Counters Idea - Feedback Requested
I'm currently using Membase for some use cases, and I'd like to ask for some feedback/ideas about using it for another use case that's coming up.
I want to store a bunch of realtime counters, which obviously must be able to process a high volume of writes in addition to reads. This by itself is something I know that Membase is good at.
I also want to store counters over time ranges (minute, hourly, daily, etc), and am thinking about pushing the counter values periodically to a time-series database. These counters can also be specific to a user, so I won't know all of the keys for the counters stored in Membase unless I run some complicated queries to determine who has which counters. That still wouldn't tell me which counters were actually updated since the last push.
Is the TAP protocol the only real way to solve for this use case through Membase? How exactly does one use the protocol? The documentation at http://www.couchbase.org/wiki/display/membase/TAP+Protocol is pretty lacking in explanation.
Looking specifically at jtap, does the "TAP stream," once you connect to it, just push to you all changes being made in Membase? Would the right thing to do be to:
1. make a custom Exporter that constantly streams in all of the updates
2. filter on just counters and write those values out to a file
3. have another process periodically read the values and push them to the time series database
Thanks for your feedback!
I want to add a few comments here about the tap protocol and how to use it. First, tap allows you to do many different things, but the two that you are probably most interested in are the dump and backfill features. Doing a tap dump will take a snapshot of the database and then stream all of the key-value pairs through the tap stream. Doing a tap backfill is like having a changes feed and you will get a stream of all of the key-value mutations that take place in the server.

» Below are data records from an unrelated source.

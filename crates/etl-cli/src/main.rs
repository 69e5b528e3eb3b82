//! Batch multi-format ETL runner CLI.

use std::io::{self, IsTerminal};

use clap::{ColorChoice, Parser};
use tracing::level_filters::LevelFilter;

use etl_cli::cli::{Cli, Command, LogFormatArg, LogLevelArg};
use etl_cli::commands::{run_inspect, run_job};
use etl_cli::logging::{LogConfig, LogFormat, init_logging};

fn main() {
    let cli = Cli::parse();
    cli.color.write_global();
    let log_config = log_config_from_cli(&cli);
    if let Err(error) = init_logging(&log_config) {
        eprintln!("error: failed to initialize logging: {error}");
        std::process::exit(1);
    }
    let exit_code = match cli.command {
        Command::Run(args) => match run_job(&args) {
            Ok(outcome) => {
                if outcome.dry_run {
                    println!(
                        "dry run: {} row(s) extracted and transformed, sink writes skipped",
                        outcome.rows_extracted
                    );
                } else {
                    println!(
                        "{} row(s) loaded into {} sink(s)",
                        outcome.rows_loaded, outcome.sinks_written
                    );
                }
                0
            }
            Err(error) => {
                eprintln!("error: {error:#}");
                1
            }
        },
        Command::Inspect(args) => match run_inspect(&args) {
            Ok(()) => 0,
            Err(error) => {
                eprintln!("error: {error:#}");
                1
            }
        },
    };
    std::process::exit(exit_code);
}

/// Build logging configuration from CLI flags with consistent precedence.
fn log_config_from_cli(cli: &Cli) -> LogConfig {
    let mut config = LogConfig {
        level_filter: cli.verbosity.tracing_level_filter(),
        ..LogConfig::default()
    };
    config.use_env_filter = !(cli.verbosity.is_present() || cli.log_level.is_some());
    if let Some(level) = cli.log_level {
        config.level_filter = match level {
            LogLevelArg::Error => LevelFilter::ERROR,
            LogLevelArg::Warn => LevelFilter::WARN,
            LogLevelArg::Info => LevelFilter::INFO,
            LogLevelArg::Debug => LevelFilter::DEBUG,
            LogLevelArg::Trace => LevelFilter::TRACE,
        };
    }
    config.format = match cli.log_format {
        LogFormatArg::Pretty => LogFormat::Pretty,
        LogFormatArg::Compact => LogFormat::Compact,
        LogFormatArg::Json => LogFormat::Json,
    };
    config.log_file = cli.log_file.clone();
    config.with_ansi = match cli.color.color {
        ColorChoice::Always => true,
        ColorChoice::Never => false,
        ColorChoice::Auto => cli.log_file.is_none() && io::stderr().is_terminal(),
    };
    config
}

The other thing I wanted to add is that you shouldn't use jtap. I wrote this library almost a year ago and soon realized that it would be much better if it were a part of the java sdk (Spymemcached). As a result I basically put all of the code from jtap into Spymemcached. The api is very similar, but it allows you do connect to all of the nodes in a Membase cluster automatically and also contains some bug fixes which makes it much more resilient than the jtap library. I highly recommend using Spymemcached for tap.